Exercise aim: Beneath this sentence is a set of records; write each of them out exactly.

┏━━

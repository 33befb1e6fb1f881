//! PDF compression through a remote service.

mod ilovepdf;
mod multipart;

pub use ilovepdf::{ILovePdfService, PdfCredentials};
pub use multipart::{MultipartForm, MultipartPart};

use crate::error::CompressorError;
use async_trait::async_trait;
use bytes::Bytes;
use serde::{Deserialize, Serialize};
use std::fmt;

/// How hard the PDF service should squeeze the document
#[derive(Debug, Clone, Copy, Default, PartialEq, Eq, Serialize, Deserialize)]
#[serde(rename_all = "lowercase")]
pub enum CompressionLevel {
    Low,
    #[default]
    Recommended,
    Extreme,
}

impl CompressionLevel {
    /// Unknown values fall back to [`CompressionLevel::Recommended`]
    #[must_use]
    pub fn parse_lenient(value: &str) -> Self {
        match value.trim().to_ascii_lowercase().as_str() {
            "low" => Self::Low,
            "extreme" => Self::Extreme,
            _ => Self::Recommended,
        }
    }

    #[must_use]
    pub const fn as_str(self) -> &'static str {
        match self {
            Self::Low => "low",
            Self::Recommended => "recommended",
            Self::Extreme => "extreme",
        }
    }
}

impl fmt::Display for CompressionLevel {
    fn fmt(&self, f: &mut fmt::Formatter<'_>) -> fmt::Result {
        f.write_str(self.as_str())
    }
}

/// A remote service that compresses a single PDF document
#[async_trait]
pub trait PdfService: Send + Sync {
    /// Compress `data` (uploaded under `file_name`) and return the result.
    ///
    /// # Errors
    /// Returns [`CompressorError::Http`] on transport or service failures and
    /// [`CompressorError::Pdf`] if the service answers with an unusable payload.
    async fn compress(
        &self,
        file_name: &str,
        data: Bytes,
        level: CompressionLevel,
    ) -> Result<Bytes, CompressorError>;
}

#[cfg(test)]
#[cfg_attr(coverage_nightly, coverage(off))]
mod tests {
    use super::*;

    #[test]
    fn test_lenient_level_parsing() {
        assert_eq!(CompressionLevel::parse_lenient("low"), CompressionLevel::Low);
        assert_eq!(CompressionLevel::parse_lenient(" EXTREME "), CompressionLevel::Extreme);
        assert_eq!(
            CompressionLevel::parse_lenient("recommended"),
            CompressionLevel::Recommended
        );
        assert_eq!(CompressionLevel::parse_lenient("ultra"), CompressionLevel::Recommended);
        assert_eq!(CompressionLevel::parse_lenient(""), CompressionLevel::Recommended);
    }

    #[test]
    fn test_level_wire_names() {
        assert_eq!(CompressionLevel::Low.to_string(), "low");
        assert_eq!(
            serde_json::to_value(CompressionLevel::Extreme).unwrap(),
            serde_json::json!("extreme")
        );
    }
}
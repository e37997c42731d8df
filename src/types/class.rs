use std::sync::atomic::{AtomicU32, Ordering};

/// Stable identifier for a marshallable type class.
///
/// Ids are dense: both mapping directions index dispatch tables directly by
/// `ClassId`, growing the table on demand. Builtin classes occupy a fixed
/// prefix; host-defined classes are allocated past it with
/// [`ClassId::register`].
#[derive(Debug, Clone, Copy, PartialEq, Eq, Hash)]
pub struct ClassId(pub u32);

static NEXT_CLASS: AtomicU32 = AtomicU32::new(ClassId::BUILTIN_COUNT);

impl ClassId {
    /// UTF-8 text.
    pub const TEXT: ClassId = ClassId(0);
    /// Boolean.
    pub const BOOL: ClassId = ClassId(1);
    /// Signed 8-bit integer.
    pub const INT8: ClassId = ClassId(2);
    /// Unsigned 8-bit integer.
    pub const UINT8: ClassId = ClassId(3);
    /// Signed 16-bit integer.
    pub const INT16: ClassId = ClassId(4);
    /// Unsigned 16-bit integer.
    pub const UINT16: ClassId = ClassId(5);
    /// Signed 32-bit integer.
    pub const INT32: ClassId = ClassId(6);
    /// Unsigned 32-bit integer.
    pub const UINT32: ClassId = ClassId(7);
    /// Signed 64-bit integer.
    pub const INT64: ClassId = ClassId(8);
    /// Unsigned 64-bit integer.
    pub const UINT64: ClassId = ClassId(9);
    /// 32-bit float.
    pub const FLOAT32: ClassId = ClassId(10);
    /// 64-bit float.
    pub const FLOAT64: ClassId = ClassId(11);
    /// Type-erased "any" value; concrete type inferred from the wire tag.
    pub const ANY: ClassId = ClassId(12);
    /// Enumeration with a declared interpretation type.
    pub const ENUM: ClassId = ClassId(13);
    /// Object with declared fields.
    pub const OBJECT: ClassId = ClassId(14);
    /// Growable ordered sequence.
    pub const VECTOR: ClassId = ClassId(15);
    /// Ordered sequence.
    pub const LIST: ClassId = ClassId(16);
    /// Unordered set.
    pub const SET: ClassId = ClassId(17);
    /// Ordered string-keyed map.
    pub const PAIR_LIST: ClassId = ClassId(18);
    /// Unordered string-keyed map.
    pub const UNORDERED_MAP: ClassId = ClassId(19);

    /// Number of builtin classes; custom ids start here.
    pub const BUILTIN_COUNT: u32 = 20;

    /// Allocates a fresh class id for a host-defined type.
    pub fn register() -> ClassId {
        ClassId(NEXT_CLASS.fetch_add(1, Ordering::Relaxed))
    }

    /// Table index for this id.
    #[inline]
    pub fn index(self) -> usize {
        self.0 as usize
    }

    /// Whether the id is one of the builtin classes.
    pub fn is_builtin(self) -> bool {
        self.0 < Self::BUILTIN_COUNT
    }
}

┗━━

Answer space:
repository 33befb1e6fb1f881
//! PDF compression through a remote service.

mod ilovepdf;
mod multipart;

pub use ilovepdf::{ILovePdfService, PdfCredentials};
pub use multipart::{MultipartForm, MultipartPart};

use crate::error::CompressorError;
use async_trait::async_trait;
use bytes::Bytes;
use serde::{Deserialize, Serialize};
use std::fmt;

/// How hard the PDF service should squeeze the document
#[derive(Debug, Clone, Copy, Default, PartialEq, Eq, Serialize, Deserialize)]
#[serde(rename_all = "lowercase")]
pub enum CompressionLevel {
    Low,
    #[default]
    Recommended,
    Extreme,
}

impl CompressionLevel {
    /// Unknown values fall back to [`CompressionLevel::Recommended`]
    #[must_use]
    pub fn parse_lenient(value: &str) -> Self {
        match value.trim().to_ascii_lowercase().as_str() {
            "low" => Self::Low,
            "extreme" => Self::Extreme,
            _ => Self::Recommended,
        }
    }

    #[must_use]
    pub const fn as_str(self) -> &'static str {
        match self {
            Self::Low => "low",
            Self::Recommended => "recommended",
            Self::Extreme => "extreme",
        }
    }
}

impl fmt::Display for CompressionLevel {
    fn fmt(&self, f: &mut fmt::Formatter<'_>) -> fmt::Result {
        f.write_str(self.as_str())
    }
}

/// A remote service that compresses a single PDF document
#[async_trait]
pub trait PdfService: Send + Sync {
    /// Compress `data` (uploaded under `file_name`) and return the result.
    ///
    /// # Errors
    /// Returns [`CompressorError::Http`] on transport or service failures and
    /// [`CompressorError::Pdf`] if the service answers with an unusable payload.
    async fn compress(
        &self,
        file_name: &str,
        data: Bytes,
        level: CompressionLevel,
    ) -> Result<Bytes, CompressorError>;
}

#[cfg(test)]
#[cfg_attr(coverage_nightly, coverage(off))]
mod tests {
    use super::*;

    #[test]
    fn test_lenient_level_parsing() {
        assert_eq!(CompressionLevel::parse_lenient("low"), CompressionLevel::Low);
        assert_eq!(CompressionLevel::parse_lenient(" EXTREME "), CompressionLevel::Extreme);
        assert_eq!(
            CompressionLevel::parse_lenient("recommended"),
            CompressionLevel::Recommended
        );
        assert_eq!(CompressionLevel::parse_lenient("ultra"), CompressionLevel::Recommended);
        assert_eq!(CompressionLevel::parse_lenient(""), CompressionLevel::Recommended);
    }

    #[test]
    fn test_level_wire_names() {
        assert_eq!(CompressionLevel::Low.to_string(), "low");
        assert_eq!(
            serde_json::to_value(CompressionLevel::Extreme).unwrap(),
            serde_json::json!("extreme")
        );
    }
}
repository e37997c42731d8df
filename src/types/class.rs
use std::sync::atomic::{AtomicU32, Ordering};

/// Stable identifier for a marshallable type class.
///
/// Ids are dense: both mapping directions index dispatch tables directly by
/// `ClassId`, growing the table on demand. Builtin classes occupy a fixed
/// prefix; host-defined classes are allocated past it with
/// [`ClassId::register`].
#[derive(Debug, Clone, Copy, PartialEq, Eq, Hash)]
pub struct ClassId(pub u32);

static NEXT_CLASS: AtomicU32 = AtomicU32::new(ClassId::BUILTIN_COUNT);

impl ClassId {
    /// UTF-8 text.
    pub const TEXT: ClassId = ClassId(0);
    /// Boolean.
    pub const BOOL: ClassId = ClassId(1);
    /// Signed 8-bit integer.
    pub const INT8: ClassId = ClassId(2);
    /// Unsigned 8-bit integer.
    pub const UINT8: ClassId = ClassId(3);
    /// Signed 16-bit integer.
    pub const INT16: ClassId = ClassId(4);
    /// Unsigned 16-bit integer.
    pub const UINT16: ClassId = ClassId(5);
    /// Signed 32-bit integer.
    pub const INT32: ClassId = ClassId(6);
    /// Unsigned 32-bit integer.
    pub const UINT32: ClassId = ClassId(7);
    /// Signed 64-bit integer.
    pub const INT64: ClassId = ClassId(8);
    /// Unsigned 64-bit integer.
    pub const UINT64: ClassId = ClassId(9);
    /// 32-bit float.
    pub const FLOAT32: ClassId = ClassId(10);
    /// 64-bit float.
    pub const FLOAT64: ClassId = ClassId(11);
    /// Type-erased "any" value; concrete type inferred from the wire tag.
    pub const ANY: ClassId = ClassId(12);
    /// Enumeration with a declared interpretation type.
    pub const ENUM: ClassId = ClassId(13);
    /// Object with declared fields.
    pub const OBJECT: ClassId = ClassId(14);
    /// Growable ordered sequence.
    pub const VECTOR: ClassId = ClassId(15);
    /// Ordered sequence.
    pub const LIST: ClassId = ClassId(16);
    /// Unordered set.
    pub const SET: ClassId = ClassId(17);
    /// Ordered string-keyed map.
    pub const PAIR_LIST: ClassId = ClassId(18);
    /// Unordered string-keyed map.
    pub const UNORDERED_MAP: ClassId = ClassId(19);

    /// Number of builtin classes; custom ids start here.
    pub const BUILTIN_COUNT: u32 = 20;

    /// Allocates a fresh class id for a host-defined type.
    pub fn register() -> ClassId {
        ClassId(NEXT_CLASS.fetch_add(1, Ordering::Relaxed))
    }

    /// Table index for this id.
    #[inline]
    pub fn index(self) -> usize {
        self.0 as usize
    }

    /// Whether the id is one of the builtin classes.
    pub fn is_builtin(self) -> bool {
        self.0 < Self::BUILTIN_COUNT
    }
}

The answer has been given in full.